Regarding safety, AEs occurred in all patients, with 78% being grade 3 or greater in severity. The most common AEs which occurred in over 20% of patients consisted of CRS (56.5%), neutropenia (40%), pyrexia (31%), anemia (30%), infusion-related reaction (29%), arthralgia (21%), diarrhea (21%), and thrombocytopenia (20%). AEs led to discontinuations in 11.5% of patients. Three deaths were linked with pneumonia, progressive multifocal leukoencephalopathy and systemic mycosis.

In this cohort, CRS was also the most common AE. A total of 68% of cases were mild or grade 1 and all resolved within a median of 2 days (range, 1-51 days). No grade 4 or 5 cases of CRS were observed.

With these data, the phase 3 OLYMPIA development program investigating odronextamab in earlier stages of the disease is in the process of being initiated. The FDA has also granted odronextamab a fast track designation for DLBCL.

“Our overarching vision is not only to combine with standard of care in earlier lines of therapy, so moving into first-line follicular lymphoma, first-line diffuse large B-cell lymphoma and second-line, but also comparing monotherapy vs standard of care. We believe that the level of efficacy that we have observed is compelling enough, and we feel confident that we have a great opportunity to bring patients to have a chemo-free regimen in the future. Both combinations with standard of care and monotherapy will be explored in our phase 3 comprehensive program,” concluded Sirulnik.
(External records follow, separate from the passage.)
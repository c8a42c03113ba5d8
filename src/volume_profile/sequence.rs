use std::collections::VecDeque;
use std::ops::Index;

use rust_decimal::Decimal;
use tracing::{debug, info};

use crate::market_data::{Candle, Trade};
use super::boundary::{BoundaryPolicy, SessionCalendar};
use super::calculator::PeriodProfile;
use super::errors::VolumeProfileError;
use super::precision::PricePrecisionManager;
use super::structs::{PriceKey, ValueProjection, VolumeProfileConfig};

/// Bar stream segmented into period profiles.
///
/// Periods are stored oldest first; lookups take an index counted back from
/// the developing period (0).
#[derive(Debug, Clone)]
pub struct PeriodSequence {
    periods: VecDeque<PeriodProfile>,
    policy: BoundaryPolicy,
    tick_size: Decimal,
    projection: ValueProjection,
    max_periods: Option<usize>,
    last_bar: Option<usize>,
    precision_manager: PricePrecisionManager,
}

impl PeriodSequence {
    pub fn new(config: &VolumeProfileConfig) -> Self {
        Self {
            periods: VecDeque::new(),
            policy: BoundaryPolicy::new(config.period),
            tick_size: config.tick_size,
            projection: config.projection,
            max_periods: config.max_periods,
            last_bar: None,
            precision_manager: PricePrecisionManager::default(),
        }
    }

    /// Replay one historical bar. Returns whether it opened a new period.
    pub fn add_bar(
        &mut self,
        bar: usize,
        candle: &Candle,
        calendar: &dyn SessionCalendar,
    ) -> Result<bool, VolumeProfileError> {
        if let Some(last) = self.last_bar {
            if bar <= last {
                return Err(VolumeProfileError::OutOfOrderBar { bar, last });
            }
        }

        // Nothing is committed until the candle's range maps onto tick keys
        self.check_range(candle)?;

        let opened = self.roll(bar, candle, calendar);
        self.last_bar = Some(bar);

        let current = self.current_mut_or_err()?;
        current.add_candle(bar, candle)?;
        Ok(opened)
    }

    /// Open a live bar: boundary check only, volume arrives through `add_tick`.
    ///
    /// Re-opening the current bar is a no-op.
    pub fn open_bar(
        &mut self,
        bar: usize,
        candle: &Candle,
        calendar: &dyn SessionCalendar,
    ) -> Result<bool, VolumeProfileError> {
        match self.last_bar {
            Some(last) if bar == last => return Ok(false),
            Some(last) if bar < last => {
                return Err(VolumeProfileError::OutOfOrderBar { bar, last });
            }
            _ => {}
        }

        let opened = self.roll(bar, candle, calendar);
        self.last_bar = Some(bar);
        self.current_mut_or_err()?.touch(bar);
        Ok(opened)
    }

    /// Add a live trade to the developing period
    pub fn add_tick(&mut self, trade: &Trade) -> Result<(), VolumeProfileError> {
        let bar = self.last_bar.ok_or(VolumeProfileError::NoActivePeriod)?;
        self.current_mut_or_err()?.add_tick(bar, trade)
    }

    fn check_range(&self, candle: &Candle) -> Result<(), VolumeProfileError> {
        PriceKey::from_price(candle.low, self.tick_size, &self.precision_manager)?;
        PriceKey::from_price(candle.high, self.tick_size, &self.precision_manager)?;
        Ok(())
    }

    fn roll(&mut self, bar: usize, candle: &Candle, calendar: &dyn SessionCalendar) -> bool {
        let boundary = self.policy.is_new_period(bar, candle.time, calendar);
        if !boundary && !self.periods.is_empty() {
            return false;
        }

        self.periods
            .push_back(PeriodProfile::new(bar, self.tick_size, self.projection));
        info!(
            bar,
            time = candle.time,
            periods = self.periods.len(),
            "New volume profile period started"
        );

        if let Some(max_periods) = self.max_periods {
            while self.periods.len() > max_periods {
                if let Some(dropped) = self.periods.pop_front() {
                    debug!(start_bar = dropped.start_bar, "Dropped oldest period");
                }
            }
        }
        true
    }

    fn current_mut_or_err(&mut self) -> Result<&mut PeriodProfile, VolumeProfileError> {
        self.periods.back_mut().ok_or(VolumeProfileError::NoActivePeriod)
    }

    /// The i-th most recent period (0 = developing)
    pub fn get(&self, index: usize) -> Option<&PeriodProfile> {
        let position = self.periods.len().checked_sub(index + 1)?;
        self.periods.get(position)
    }

    pub fn get_mut(&mut self, index: usize) -> Option<&mut PeriodProfile> {
        let position = self.periods.len().checked_sub(index + 1)?;
        self.periods.get_mut(position)
    }

    pub fn current(&self) -> Option<&PeriodProfile> {
        self.periods.back()
    }

    pub fn len(&self) -> usize {
        self.periods.len()
    }

    pub fn is_empty(&self) -> bool {
        self.periods.is_empty()
    }

    /// Most recent first
    pub fn iter(&self) -> impl Iterator<Item = &PeriodProfile> + '_ {
        self.periods.iter().rev()
    }

    pub fn last_bar(&self) -> Option<usize> {
        self.last_bar
    }

    pub fn boundary_disagreements(&self) -> u64 {
        self.policy.disagreements()
    }

    /// Drop every period and forget the boundary anchor
    pub fn clear(&mut self) {
        for profile in self.periods.iter_mut() {
            profile.clear();
        }
        self.periods.clear();
        self.policy.reset();
        self.last_bar = None;
    }
}

impl Index<usize> for PeriodSequence {
    type Output = PeriodProfile;

    fn index(&self, index: usize) -> &Self::Output {
        match self.get(index) {
            Some(profile) => profile,
            None => panic!(
                "period index {index} out of range for {} periods",
                self.periods.len()
            ),
        }
    }
}
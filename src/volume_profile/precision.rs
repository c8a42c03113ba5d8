use rust_decimal::prelude::ToPrimitive;
use rust_decimal::{Decimal, RoundingStrategy};
use thiserror::Error;

/// Errors raised while mapping prices onto the tick grid
#[derive(Error, Debug, Clone, PartialEq)]
pub enum PrecisionError {
    /// Tick size is zero or negative
    #[error("Invalid tick size: {0}")]
    InvalidIncrement(Decimal),
    /// Price does not fit an i64 tick key
    #[error("Price {price} is outside the representable key range for tick size {increment}")]
    PriceOutOfRange { price: Decimal, increment: Decimal },
    /// Price is not an exact multiple of the tick size
    #[error("Price {price} is not aligned to tick size {increment}")]
    Misaligned { price: Decimal, increment: Decimal },
}

/// Maps decimal prices to integer tick keys and back.
///
/// Prices that sit between two ticks are rounded half-to-even so that a
/// stream of mid-tick prints does not drift in one direction.
#[derive(Debug, Clone, Default)]
pub struct PricePrecisionManager {
    /// Reject prices that are not exact tick multiples instead of rounding them
    pub strict_alignment: bool,
}

impl PricePrecisionManager {
    pub fn strict() -> Self {
        Self { strict_alignment: true }
    }

    /// Convert price to its tick key
    pub fn price_to_key(&self, price: Decimal, increment: Decimal) -> Result<i64, PrecisionError> {
        self.validate_increment(increment)?;

        let ratio = price
            .checked_div(increment)
            .ok_or(PrecisionError::PriceOutOfRange { price, increment })?;

        if self.strict_alignment && !ratio.fract().is_zero() {
            return Err(PrecisionError::Misaligned { price, increment });
        }

        ratio
            .round_dp_with_strategy(0, RoundingStrategy::MidpointNearestEven)
            .to_i64()
            .ok_or(PrecisionError::PriceOutOfRange { price, increment })
    }

    /// Convert tick key back to price
    pub fn key_to_price(&self, key: i64, increment: Decimal) -> Result<Decimal, PrecisionError> {
        self.validate_increment(increment)?;
        Decimal::from(key)
            .checked_mul(increment)
            .ok_or(PrecisionError::PriceOutOfRange { price: Decimal::from(key), increment })
    }

    /// Snap a price onto the nearest tick
    pub fn quantize(&self, price: Decimal, increment: Decimal) -> Result<Decimal, PrecisionError> {
        let key = self.price_to_key(price, increment)?;
        self.key_to_price(key, increment)
    }

    pub fn is_aligned(&self, price: Decimal, increment: Decimal) -> bool {
        increment > Decimal::ZERO && (price % increment).is_zero()
    }

    fn validate_increment(&self, increment: Decimal) -> Result<(), PrecisionError> {
        if increment <= Decimal::ZERO {
            return Err(PrecisionError::InvalidIncrement(increment));
        }
        Ok(())
    }
}
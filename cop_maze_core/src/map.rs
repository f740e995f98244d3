use std::ops::{Index, IndexMut};

use serde::{Deserialize, Serialize};

use crate::Position;

/// Represents errors that can occur within the grid operations.
#[derive(Debug, Clone, PartialEq, Eq, thiserror::Error)]
pub enum GridError {
    #[error("Coordinates ({x}, {y}) are out of bounds for grid size ({width}, {height})")]
    OutOfBounds {
        x: usize,
        y: usize,
        width: usize,
        height: usize,
    },
}

/// A generic 2D grid structure.
///
/// Stores elements of type `T` in a flat vector using row-major order and
/// addresses them by [`Position`]. Used for the maze walls, the gem layer and
/// the per-search scratch state of the path finder.
#[derive(Debug, Clone, PartialEq, Eq, Serialize, Deserialize)]
pub struct Grid<T> {
    width: usize,
    height: usize,
    cells: Vec<T>,
}

impl<T> Grid<T> {
    /// Creates a new grid with the specified dimensions, filled with default values.
    ///
    /// # Panics
    ///
    /// Panics if `width * height` overflows `usize`.
    pub fn new(width: usize, height: usize) -> Self
    where
        T: Default + Clone,
    {
        let size = width.checked_mul(height).expect("Grid size overflow");
        Grid {
            width,
            height,
            cells: vec![T::default(); size],
        }
    }

    /// Creates a new grid whose cells are produced by `f` for each position,
    /// visited in row-major order.
    ///
    /// # Panics
    ///
    /// Panics if `width * height` overflows `usize`.
    pub fn from_generator<F>(width: usize, height: usize, mut f: F) -> Self
    where
        F: FnMut(Position) -> T,
    {
        let size = width.checked_mul(height).expect("Grid size overflow");
        let mut cells = Vec::with_capacity(size);
        for y in 0..height {
            for x in 0..width {
                cells.push(f(Position { x, y }));
            }
        }
        Grid {
            width,
            height,
            cells,
        }
    }

    #[inline]
    pub fn width(&self) -> usize {
        self.width
    }

    #[inline]
    pub fn height(&self) -> usize {
        self.height
    }

    /// Number of cells in the grid.
    #[inline]
    pub fn len(&self) -> usize {
        self.cells.len()
    }

    #[inline]
    pub fn is_empty(&self) -> bool {
        self.cells.is_empty()
    }

    /// Converts a position to a flat vector index.
    ///
    /// Returns `None` if the position is out of bounds.
    #[inline]
    fn index_of(&self, pos: Position) -> Option<usize> {
        self.is_valid(pos).then(|| pos.y * self.width + pos.x)
    }

    /// Checks if the given position is within the grid boundaries.
    #[inline]
    pub fn is_valid(&self, pos: Position) -> bool {
        pos.x < self.width && pos.y < self.height
    }

    /// Gets an immutable reference to the cell at `pos`, `None` when out of bounds.
    pub fn get(&self, pos: Position) -> Option<&T> {
        let index = self.index_of(pos)?;
        self.cells.get(index)
    }

    /// Gets a mutable reference to the cell at `pos`, `None` when out of bounds.
    pub fn get_mut(&mut self, pos: Position) -> Option<&mut T> {
        let index = self.index_of(pos)?;
        self.cells.get_mut(index)
    }

    /// Sets the value of the cell at `pos`.
    pub fn set(&mut self, pos: Position, value: T) -> Result<(), GridError> {
        let index = self.index_of(pos).ok_or_else(|| self.out_of_bounds(pos))?;
        self.cells[index] = value;
        Ok(())
    }

    /// Builds the error reported for an out-of-bounds access at `pos`.
    pub fn out_of_bounds(&self, pos: Position) -> GridError {
        GridError::OutOfBounds {
            x: pos.x,
            y: pos.y,
            width: self.width,
            height: self.height,
        }
    }

    /// Iterates over every position of the grid in row-major order.
    pub fn positions(&self) -> impl Iterator<Item = Position> + use<T> {
        let width = self.width;
        (0..self.cells.len()).map(move |index| Position {
            x: index % width,
            y: index / width,
        })
    }

    /// Returns an iterator that yields `(Position, &T)` for each cell.
    pub fn enumerate(&self) -> impl Iterator<Item = (Position, &T)> {
        let width = self.width;
        self.cells.iter().enumerate().map(move |(index, cell)| {
            (
                Position {
                    x: index % width,
                    y: index / width,
                },
                cell,
            )
        })
    }
}

/// Indexing using Position coordinates for access
impl<T> Index<Position> for Grid<T> {
    type Output = T;

    #[inline]
    fn index(&self, pos: Position) -> &Self::Output {
        match self.index_of(pos) {
            Some(idx) => &self.cells[idx],
            None => panic!(
                "Grid index ({}, {}) out of bounds for grid size ({}, {})",
                pos.x, pos.y, self.width, self.height
            ),
        }
    }
}

/// Indexing using Position coordinates for mutable access
impl<T> IndexMut<Position> for Grid<T> {
    #[inline]
    fn index_mut(&mut self, pos: Position) -> &mut Self::Output {
        let (width, height) = (self.width, self.height);
        match self.index_of(pos) {
            Some(idx) => &mut self.cells[idx],
            None => panic!(
                "Grid index ({}, {}) out of bounds for grid size ({}, {})",
                pos.x, pos.y, width, height
            ),
        }
    }
}
//! Sound level input used by the stealth mechanic.
//!
//! Capturing audio is left to the embedding application; the core only polls
//! the latest amplitude through [`SoundLevelSource`].
use std::sync::{
    Arc,
    atomic::{AtomicU64, Ordering},
};

use tracing::warn;

use crate::error::SoundError;

/// Non-blocking access to the most recent sound amplitude.
pub trait SoundLevelSource: Send + Sync {
    fn poll_level(&self) -> Result<f64, SoundError>;
}

/// A source that never hears anything.
#[derive(Debug, Clone, Copy, Default)]
pub struct SilentSource;

impl SoundLevelSource for SilentSource {
    fn poll_level(&self) -> Result<f64, SoundError> {
        Ok(0.0)
    }
}

/// Latest-sample cell shared between a producer (a capture thread, a key
/// binding) and the session.
#[derive(Debug, Clone, Default)]
pub struct SharedSoundLevel {
    bits: Arc<AtomicU64>,
}

impl SharedSoundLevel {
    pub fn new() -> Self {
        Self::default()
    }

    pub fn set(&self, level: f64) {
        self.bits.store(level.to_bits(), Ordering::Relaxed);
    }

    pub fn get(&self) -> f64 {
        f64::from_bits(self.bits.load(Ordering::Relaxed))
    }
}

impl SoundLevelSource for SharedSoundLevel {
    fn poll_level(&self) -> Result<f64, SoundError> {
        Ok(self.get())
    }
}

/// Root mean square amplitude of signed 16-bit PCM samples.
pub fn rms_level(samples: &[i16]) -> f64 {
    if samples.is_empty() {
        return 0.0;
    }
    let sum: f64 = samples
        .iter()
        .map(|&sample| {
            let sample = f64::from(sample);
            sample * sample
        })
        .sum();
    (sum / samples.len() as f64).sqrt()
}

/// Decides whether pursuers are scared off for the current tick.
pub struct SoundGate {
    source: Box<dyn SoundLevelSource>,
    threshold: f64,
    last_level: f64,
}

impl SoundGate {
    pub fn new(source: Box<dyn SoundLevelSource>, threshold: f64) -> Self {
        Self {
            source,
            threshold,
            last_level: 0.0,
        }
    }

    pub fn threshold(&self) -> f64 {
        self.threshold
    }

    /// Level read by the most recent [`SoundGate::sample`].
    pub fn last_level(&self) -> f64 {
        self.last_level
    }

    /// Polls the source. Errors and non-finite readings count as silence.
    pub fn sample(&mut self) -> f64 {
        let level = match self.source.poll_level() {
            Ok(level) if level.is_finite() => level,
            Ok(level) => {
                warn!(level, "ignoring non-finite sound level");
                0.0
            }
            Err(err) => {
                warn!(error = %err, "sound level poll failed, treating as silence");
                0.0
            }
        };
        self.last_level = level;
        level
    }

    /// Samples the source and compares against the threshold.
    pub fn is_scared(&mut self) -> bool {
        self.sample() > self.threshold
    }
}

impl std::fmt::Debug for SoundGate {
    fn fmt(&self, f: &mut std::fmt::Formatter<'_>) -> std::fmt::Result {
        f.debug_struct("SoundGate")
            .field("threshold", &self.threshold)
            .field("last_level", &self.last_level)
            .finish_non_exhaustive()
    }
}

#[cfg(test)]
mod tests {
    use super::*;

    struct BrokenMicrophone;

    impl SoundLevelSource for BrokenMicrophone {
        fn poll_level(&self) -> Result<f64, SoundError> {
            Err(SoundError::Disconnected)
        }
    }

    #[test]
    fn rms_of_constant_signal_is_its_magnitude() {
        assert_eq!(rms_level(&[]), 0.0);
        assert_eq!(rms_level(&[300, -300, 300, -300]), 300.0);
        assert!((rms_level(&[3, 4]) - (12.5f64).sqrt()).abs() < 1e-9);
    }

    #[test]
    fn gate_opens_only_above_threshold() {
        let level = SharedSoundLevel::new();
        let mut gate = SoundGate::new(Box::new(level.clone()), 100.0);
        assert!(!gate.is_scared());
        level.set(100.0);
        assert!(!gate.is_scared());
        level.set(100.5);
        assert!(gate.is_scared());
        assert_eq!(gate.last_level(), 100.5);
    }

    #[test]
    fn failures_degrade_to_silence() {
        let mut gate = SoundGate::new(Box::new(BrokenMicrophone), 0.0);
        assert!(!gate.is_scared());
        assert_eq!(gate.last_level(), 0.0);

        let level = SharedSoundLevel::new();
        level.set(f64::NAN);
        let mut gate = SoundGate::new(Box::new(level), 1.0);
        assert!(!gate.is_scared());
    }
}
  1. Pivotal odronextamab (CD20XCD3) phase 2 data in patients with relapsed/refractory diffuse large B-cell lymphoma debut at ASH. News release. Regeneron Pharmaceuticals, Inc. December 11, 2022. Accessed January 4, 2023.
  2. Odronextamab (CD20XCD3) demonstrates high and durable complete response rate among patients with relapsed/refractory follicular lymphoma in pivotal phase 2 trials. News release. Regeneron Pharmaceuticals, Inc. December 12, 2022. Accessed January 4, 2023.